======== Given information ========
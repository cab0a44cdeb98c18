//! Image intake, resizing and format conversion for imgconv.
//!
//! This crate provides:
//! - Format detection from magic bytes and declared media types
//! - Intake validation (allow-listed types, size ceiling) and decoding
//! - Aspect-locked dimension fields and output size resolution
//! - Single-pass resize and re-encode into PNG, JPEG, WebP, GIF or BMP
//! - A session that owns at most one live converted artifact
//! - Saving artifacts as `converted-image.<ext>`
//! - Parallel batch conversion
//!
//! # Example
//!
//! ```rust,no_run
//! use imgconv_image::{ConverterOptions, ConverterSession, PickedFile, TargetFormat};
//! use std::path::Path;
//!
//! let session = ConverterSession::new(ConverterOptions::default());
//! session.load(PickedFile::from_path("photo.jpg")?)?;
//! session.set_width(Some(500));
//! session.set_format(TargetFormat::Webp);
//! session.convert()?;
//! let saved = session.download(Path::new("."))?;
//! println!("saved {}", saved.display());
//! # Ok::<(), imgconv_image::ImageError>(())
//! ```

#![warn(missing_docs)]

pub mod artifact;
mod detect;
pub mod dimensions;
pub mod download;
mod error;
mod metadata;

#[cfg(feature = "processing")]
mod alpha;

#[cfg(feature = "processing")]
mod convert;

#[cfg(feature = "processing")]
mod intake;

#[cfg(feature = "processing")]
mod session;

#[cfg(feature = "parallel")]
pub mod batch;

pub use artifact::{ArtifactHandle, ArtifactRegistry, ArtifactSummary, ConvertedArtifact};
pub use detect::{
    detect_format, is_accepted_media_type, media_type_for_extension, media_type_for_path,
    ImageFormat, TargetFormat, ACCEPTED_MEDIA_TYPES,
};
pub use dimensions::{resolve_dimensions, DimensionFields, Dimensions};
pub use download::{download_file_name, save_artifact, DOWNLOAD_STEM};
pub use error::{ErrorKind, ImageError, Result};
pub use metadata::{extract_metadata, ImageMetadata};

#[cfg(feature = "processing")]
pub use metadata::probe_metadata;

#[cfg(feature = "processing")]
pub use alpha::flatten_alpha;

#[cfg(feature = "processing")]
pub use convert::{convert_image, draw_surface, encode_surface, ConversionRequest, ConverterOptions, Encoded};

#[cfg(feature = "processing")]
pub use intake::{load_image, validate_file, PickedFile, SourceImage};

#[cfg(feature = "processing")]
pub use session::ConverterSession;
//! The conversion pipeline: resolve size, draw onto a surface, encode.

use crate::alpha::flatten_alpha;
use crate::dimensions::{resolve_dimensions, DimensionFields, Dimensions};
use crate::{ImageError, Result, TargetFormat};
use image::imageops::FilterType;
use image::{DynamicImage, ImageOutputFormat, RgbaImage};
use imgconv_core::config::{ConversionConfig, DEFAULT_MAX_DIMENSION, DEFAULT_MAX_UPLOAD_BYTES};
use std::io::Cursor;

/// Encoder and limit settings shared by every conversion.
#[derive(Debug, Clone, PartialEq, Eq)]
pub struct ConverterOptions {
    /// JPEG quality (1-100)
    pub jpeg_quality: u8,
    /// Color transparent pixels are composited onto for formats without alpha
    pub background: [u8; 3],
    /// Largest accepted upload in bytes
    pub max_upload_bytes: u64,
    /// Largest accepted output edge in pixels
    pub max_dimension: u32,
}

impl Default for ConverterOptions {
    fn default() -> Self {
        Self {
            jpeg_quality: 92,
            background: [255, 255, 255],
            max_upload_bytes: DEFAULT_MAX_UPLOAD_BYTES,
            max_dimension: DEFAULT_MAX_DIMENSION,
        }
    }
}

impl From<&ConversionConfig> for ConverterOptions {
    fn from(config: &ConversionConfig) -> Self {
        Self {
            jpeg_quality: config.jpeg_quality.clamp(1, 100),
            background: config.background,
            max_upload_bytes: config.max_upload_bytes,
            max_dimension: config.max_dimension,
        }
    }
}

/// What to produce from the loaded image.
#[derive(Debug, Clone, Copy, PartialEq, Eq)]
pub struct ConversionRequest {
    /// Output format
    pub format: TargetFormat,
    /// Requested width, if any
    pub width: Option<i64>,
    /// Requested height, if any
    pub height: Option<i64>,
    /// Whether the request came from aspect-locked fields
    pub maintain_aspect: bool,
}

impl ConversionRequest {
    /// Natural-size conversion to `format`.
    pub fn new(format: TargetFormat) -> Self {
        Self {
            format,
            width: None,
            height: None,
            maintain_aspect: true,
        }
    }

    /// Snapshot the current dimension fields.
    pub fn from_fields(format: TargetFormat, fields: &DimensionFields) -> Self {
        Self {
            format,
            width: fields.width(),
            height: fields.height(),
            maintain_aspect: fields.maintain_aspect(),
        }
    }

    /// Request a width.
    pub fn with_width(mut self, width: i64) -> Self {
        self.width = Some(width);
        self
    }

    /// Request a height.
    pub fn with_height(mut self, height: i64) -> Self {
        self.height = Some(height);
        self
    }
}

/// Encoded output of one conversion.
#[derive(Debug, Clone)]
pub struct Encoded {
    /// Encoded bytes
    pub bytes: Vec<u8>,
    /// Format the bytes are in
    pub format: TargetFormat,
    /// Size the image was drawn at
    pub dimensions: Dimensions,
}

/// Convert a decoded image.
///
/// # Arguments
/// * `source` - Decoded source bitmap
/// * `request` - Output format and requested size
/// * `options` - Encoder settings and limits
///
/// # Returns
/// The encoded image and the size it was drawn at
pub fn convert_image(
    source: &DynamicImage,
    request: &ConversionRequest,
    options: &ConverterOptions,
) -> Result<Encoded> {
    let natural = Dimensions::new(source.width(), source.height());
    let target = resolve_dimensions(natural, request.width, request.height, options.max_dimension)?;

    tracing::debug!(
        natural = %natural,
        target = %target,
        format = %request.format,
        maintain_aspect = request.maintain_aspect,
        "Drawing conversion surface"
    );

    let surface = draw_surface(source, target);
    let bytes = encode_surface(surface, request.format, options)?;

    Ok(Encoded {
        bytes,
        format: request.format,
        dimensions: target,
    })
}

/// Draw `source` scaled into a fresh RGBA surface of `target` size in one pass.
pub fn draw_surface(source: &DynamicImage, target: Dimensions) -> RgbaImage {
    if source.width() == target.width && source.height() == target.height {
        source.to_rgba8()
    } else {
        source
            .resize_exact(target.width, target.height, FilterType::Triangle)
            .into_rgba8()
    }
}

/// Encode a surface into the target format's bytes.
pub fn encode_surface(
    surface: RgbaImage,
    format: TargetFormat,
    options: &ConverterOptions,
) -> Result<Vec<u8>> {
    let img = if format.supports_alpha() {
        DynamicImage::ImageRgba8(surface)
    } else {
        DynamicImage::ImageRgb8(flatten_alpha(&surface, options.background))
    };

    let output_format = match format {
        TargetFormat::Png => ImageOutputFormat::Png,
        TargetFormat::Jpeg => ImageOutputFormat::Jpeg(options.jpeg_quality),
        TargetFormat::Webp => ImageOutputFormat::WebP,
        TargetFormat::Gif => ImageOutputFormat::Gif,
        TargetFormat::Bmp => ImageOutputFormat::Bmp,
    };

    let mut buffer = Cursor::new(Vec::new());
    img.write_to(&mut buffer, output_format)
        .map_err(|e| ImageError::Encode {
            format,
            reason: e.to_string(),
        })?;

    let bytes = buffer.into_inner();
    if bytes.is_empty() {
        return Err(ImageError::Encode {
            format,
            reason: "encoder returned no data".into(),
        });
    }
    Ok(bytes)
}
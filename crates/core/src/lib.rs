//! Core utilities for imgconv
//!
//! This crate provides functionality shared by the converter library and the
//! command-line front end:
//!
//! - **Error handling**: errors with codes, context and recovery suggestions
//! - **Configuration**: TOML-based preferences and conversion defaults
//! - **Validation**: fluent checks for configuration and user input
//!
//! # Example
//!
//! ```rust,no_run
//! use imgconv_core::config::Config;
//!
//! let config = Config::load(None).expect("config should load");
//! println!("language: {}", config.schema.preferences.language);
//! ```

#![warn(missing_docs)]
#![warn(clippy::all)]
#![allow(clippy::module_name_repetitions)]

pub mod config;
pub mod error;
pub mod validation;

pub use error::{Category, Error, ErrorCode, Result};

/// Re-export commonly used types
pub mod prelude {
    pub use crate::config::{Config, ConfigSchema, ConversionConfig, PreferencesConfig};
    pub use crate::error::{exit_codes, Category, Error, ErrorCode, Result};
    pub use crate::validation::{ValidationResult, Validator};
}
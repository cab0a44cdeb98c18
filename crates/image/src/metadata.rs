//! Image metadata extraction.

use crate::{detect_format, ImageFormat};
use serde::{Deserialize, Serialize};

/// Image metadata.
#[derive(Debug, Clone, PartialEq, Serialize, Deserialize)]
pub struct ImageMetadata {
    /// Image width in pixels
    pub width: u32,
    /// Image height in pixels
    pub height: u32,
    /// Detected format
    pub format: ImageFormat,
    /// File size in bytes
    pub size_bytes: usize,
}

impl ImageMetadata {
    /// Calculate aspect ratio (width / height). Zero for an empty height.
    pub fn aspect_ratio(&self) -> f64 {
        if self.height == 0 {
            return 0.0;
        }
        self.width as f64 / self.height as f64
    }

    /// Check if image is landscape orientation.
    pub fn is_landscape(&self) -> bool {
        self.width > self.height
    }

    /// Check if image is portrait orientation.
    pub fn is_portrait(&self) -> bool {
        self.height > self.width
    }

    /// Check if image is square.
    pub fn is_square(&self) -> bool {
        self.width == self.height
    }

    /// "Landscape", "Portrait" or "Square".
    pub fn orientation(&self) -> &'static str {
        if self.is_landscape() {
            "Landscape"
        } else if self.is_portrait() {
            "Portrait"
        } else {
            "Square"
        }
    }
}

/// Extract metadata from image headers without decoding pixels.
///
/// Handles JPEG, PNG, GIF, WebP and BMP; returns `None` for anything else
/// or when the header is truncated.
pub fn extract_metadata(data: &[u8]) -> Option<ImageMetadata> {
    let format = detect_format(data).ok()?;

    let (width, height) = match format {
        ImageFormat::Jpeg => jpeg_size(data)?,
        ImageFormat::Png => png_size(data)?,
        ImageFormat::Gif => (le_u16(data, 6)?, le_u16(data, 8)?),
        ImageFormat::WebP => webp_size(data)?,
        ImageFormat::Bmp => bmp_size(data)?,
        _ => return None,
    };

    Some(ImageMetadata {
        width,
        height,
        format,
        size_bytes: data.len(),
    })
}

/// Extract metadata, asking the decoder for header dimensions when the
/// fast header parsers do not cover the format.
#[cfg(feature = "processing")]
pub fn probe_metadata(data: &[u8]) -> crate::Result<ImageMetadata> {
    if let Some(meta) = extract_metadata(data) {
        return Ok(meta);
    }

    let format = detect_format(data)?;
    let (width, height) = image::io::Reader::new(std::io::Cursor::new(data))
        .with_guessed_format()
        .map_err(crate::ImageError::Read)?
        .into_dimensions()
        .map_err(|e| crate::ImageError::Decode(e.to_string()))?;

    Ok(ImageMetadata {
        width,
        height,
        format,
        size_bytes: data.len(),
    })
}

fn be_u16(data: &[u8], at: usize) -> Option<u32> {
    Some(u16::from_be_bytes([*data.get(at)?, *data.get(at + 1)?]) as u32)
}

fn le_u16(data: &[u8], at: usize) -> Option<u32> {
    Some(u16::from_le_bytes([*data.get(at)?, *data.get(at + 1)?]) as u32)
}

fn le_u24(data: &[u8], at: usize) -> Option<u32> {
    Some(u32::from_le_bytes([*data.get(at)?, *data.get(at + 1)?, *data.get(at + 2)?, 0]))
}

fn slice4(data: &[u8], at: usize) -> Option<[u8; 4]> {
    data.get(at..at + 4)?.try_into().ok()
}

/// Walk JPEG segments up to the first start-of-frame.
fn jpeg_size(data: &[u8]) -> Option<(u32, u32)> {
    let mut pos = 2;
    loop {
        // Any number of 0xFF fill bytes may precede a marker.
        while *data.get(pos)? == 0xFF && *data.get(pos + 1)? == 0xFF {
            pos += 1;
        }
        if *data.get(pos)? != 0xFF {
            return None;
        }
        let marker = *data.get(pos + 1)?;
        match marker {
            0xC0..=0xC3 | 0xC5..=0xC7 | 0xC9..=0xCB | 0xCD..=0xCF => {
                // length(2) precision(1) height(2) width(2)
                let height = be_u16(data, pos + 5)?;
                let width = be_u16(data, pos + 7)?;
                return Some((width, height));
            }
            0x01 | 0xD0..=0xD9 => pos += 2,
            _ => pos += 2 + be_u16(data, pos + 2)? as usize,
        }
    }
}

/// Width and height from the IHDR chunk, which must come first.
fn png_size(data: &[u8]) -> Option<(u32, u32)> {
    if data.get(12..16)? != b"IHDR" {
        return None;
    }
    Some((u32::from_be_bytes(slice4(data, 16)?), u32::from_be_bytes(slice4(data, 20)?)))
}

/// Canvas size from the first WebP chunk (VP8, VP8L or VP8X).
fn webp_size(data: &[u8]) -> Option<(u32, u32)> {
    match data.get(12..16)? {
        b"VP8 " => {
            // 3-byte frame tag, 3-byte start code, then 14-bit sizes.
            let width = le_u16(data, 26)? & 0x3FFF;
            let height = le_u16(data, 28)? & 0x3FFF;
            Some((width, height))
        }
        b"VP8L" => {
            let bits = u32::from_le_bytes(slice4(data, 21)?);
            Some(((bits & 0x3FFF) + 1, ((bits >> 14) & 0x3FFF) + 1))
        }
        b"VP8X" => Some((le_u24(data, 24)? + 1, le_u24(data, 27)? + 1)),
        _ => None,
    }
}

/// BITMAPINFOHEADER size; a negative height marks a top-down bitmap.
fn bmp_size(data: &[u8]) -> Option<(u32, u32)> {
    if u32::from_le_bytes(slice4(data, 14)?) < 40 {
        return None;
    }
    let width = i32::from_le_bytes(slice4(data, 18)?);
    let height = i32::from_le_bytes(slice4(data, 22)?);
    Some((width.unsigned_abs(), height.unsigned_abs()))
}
========
> [Work instruction]
"ceiling) and decoding" marks the last line to print; print everything from the first line of the data through that line, unchanged, and nothing more.

> [Response]
repository cab0a44cdeb98c18
//! Image intake, resizing and format conversion for imgconv.
//!
//! This crate provides:
//! - Format detection from magic bytes and declared media types
//! - Intake validation (allow-listed types, size ceiling) and decoding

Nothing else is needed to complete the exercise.